§ Work instructions: Each line from the one containing "let version_errors: Vec<_>" through the end of the entries below should be transcribed exactly, and no other line.
-----
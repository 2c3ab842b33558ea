//! SolutionLoader builder API for loading a solution together with its projects.

use std::path::{Path, PathBuf};

use log::warn;

use crate::{
    solution::{resolve_project_path, SlnParser, Solution, SolutionParser, SolutionResult},
    Error, Result,
};

/// Builder for parsing a solution and loading the details of its projects.
///
/// The loader parses the solution file, reads the project file of every project stored in
/// MSBuild format, and checks version consistency of the loaded projects. A project file that
/// fails to load is recorded in the [`SolutionResult`] and the remaining projects are still
/// processed, unless strict mode is enabled.
///
/// # Usage Examples
///
/// ## Parse and load everything
/// ```rust,no_run
/// use slnscope::SolutionLoader;
///
/// let result = SolutionLoader::new()
///     .solution_file("Method.Contracts.sln")?
///     .build()?;
/// # Ok::<(), slnscope::Error>(())
/// ```
///
/// ## Solution structure only
/// ```rust,no_run
/// use slnscope::SolutionLoader;
///
/// let result = SolutionLoader::new()
///     .solution_file("Method.Contracts.sln")?
///     .load_details(false)
///     .check_versions(false)
///     .build()?;
/// # Ok::<(), slnscope::Error>(())
/// ```
pub struct SolutionLoader {
    /// Solution file to parse
    solution_file: Option<PathBuf>,
    /// Whether to read the project files
    load_details: bool,
    /// Whether to fail on the first project file that cannot be loaded
    strict_mode: bool,
    /// Whether to check version consistency of the loaded projects
    check_versions: bool,
    /// Parser for the solution file
    parser: Box<dyn SolutionParser>,
}

impl SolutionLoader {
    /// Create a new SolutionLoader builder.
    #[must_use]
    pub fn new() -> Self {
        Self {
            solution_file: None,
            load_details: true,
            strict_mode: false,
            check_versions: true,
            parser: Box::new(SlnParser::new()),
        }
    }

    /// Set the solution file.
    ///
    /// # Errors
    /// Returns an error if the path does not exist.
    pub fn solution_file<P: AsRef<Path>>(mut self, path: P) -> Result<Self> {
        let path = path.as_ref();
        if !path.exists() {
            return Err(Error::Error(format!(
                "Solution file does not exist: {}",
                path.display()
            )));
        }
        self.solution_file = Some(path.to_path_buf());
        Ok(self)
    }

    /// Enable or disable loading of project files (enabled by default).
    ///
    /// Only projects whose type is [`crate::ProjectType::Unknown`] or
    /// [`crate::ProjectType::KnownToBeMSBuildFormat`] have a project file to load.
    #[must_use]
    pub fn load_details(mut self, enabled: bool) -> Self {
        self.load_details = enabled;
        self
    }

    /// Enable or disable strict mode.
    ///
    /// In strict mode, a project file that fails to load fails the build. In non-strict mode
    /// (default), the failure is logged and recorded in the result.
    #[must_use]
    pub fn strict_mode(mut self, strict: bool) -> Self {
        self.strict_mode = strict;
        self
    }

    /// Enable or disable the version consistency check (enabled by default).
    #[must_use]
    pub fn check_versions(mut self, enabled: bool) -> Self {
        self.check_versions = enabled;
        self
    }

    /// Use `parser` instead of [`SlnParser`] to read the solution file.
    #[must_use]
    pub fn with_parser(mut self, parser: impl SolutionParser + 'static) -> Self {
        self.parser = Box::new(parser);
        self
    }

    /// Parse the solution and load its projects with the configured settings.
    ///
    /// # Errors
    /// Returns an error if:
    /// - No solution file was specified
    /// - The solution file cannot be parsed
    /// - Strict mode is enabled and a project file fails to load
    pub fn build(self) -> Result<SolutionResult> {
        let solution_path = self.solution_file.as_ref().ok_or_else(|| {
            Error::Error(
                "No solution file specified. Use solution_file() to set the solution.".to_string(),
            )
        })?;

        let mut solution = Solution::from_path_with_parser(solution_path, self.parser.as_ref())?;
        let directory = solution.directory().to_path_buf();

        let mut loaded_projects = Vec::new();
        let mut load_failures = Vec::new();

        if self.load_details {
            for project in solution.projects_mut() {
                if !project.project_type().is_msbuild_candidate() {
                    continue;
                }

                let path = resolve_project_path(&directory, project.relative_path());
                match project.load_details(&path) {
                    Ok(()) => loaded_projects.push(project.name().to_string()),
                    Err(e) => {
                        if self.strict_mode {
                            return Err(Error::Error(format!(
                                "Failed to load {} in strict mode: {}",
                                project.name(),
                                e
                            )));
                        }
                        warn!("Failed to load project {}: {}", path.display(), e);
                        load_failures.push((project.name().to_string(), e.to_string()));
                    }
                }
            }
        }

        let mut result = SolutionResult::with_solution(solution);
        for name in loaded_projects {
            result.record_success(name);
        }

        for (name, error) in load_failures {
            result.record_failure(name, error);
        }

        if self.check_versions {
            let version_errors: Vec<_> = result
                .solution
                .projects()
                .iter()
                .map(|project| (project.name().to_string(), project.check_version_consistency()))
                .filter(|(_, consistency)| consistency.has_error)
                .collect();

            for (name, consistency) in version_errors {
                result.record_version_error(name, consistency);
            }
        }

        Ok(result)
    }
}

impl Default for SolutionLoader {
    fn default() -> Self {
        Self::new()
    }
}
-----
§ Written response:
            let version_errors: Vec<_> = result
                .solution
                .projects()
                .iter()
                .map(|project| (project.name().to_string(), project.check_version_consistency()))
                .filter(|(_, consistency)| consistency.has_error)
                .collect();

            for (name, consistency) in version_errors {
                result.record_version_error(name, consistency);
            }
        }

        Ok(result)
    }
}

impl Default for SolutionLoader {
    fn default() -> Self {
        Self::new()
    }
}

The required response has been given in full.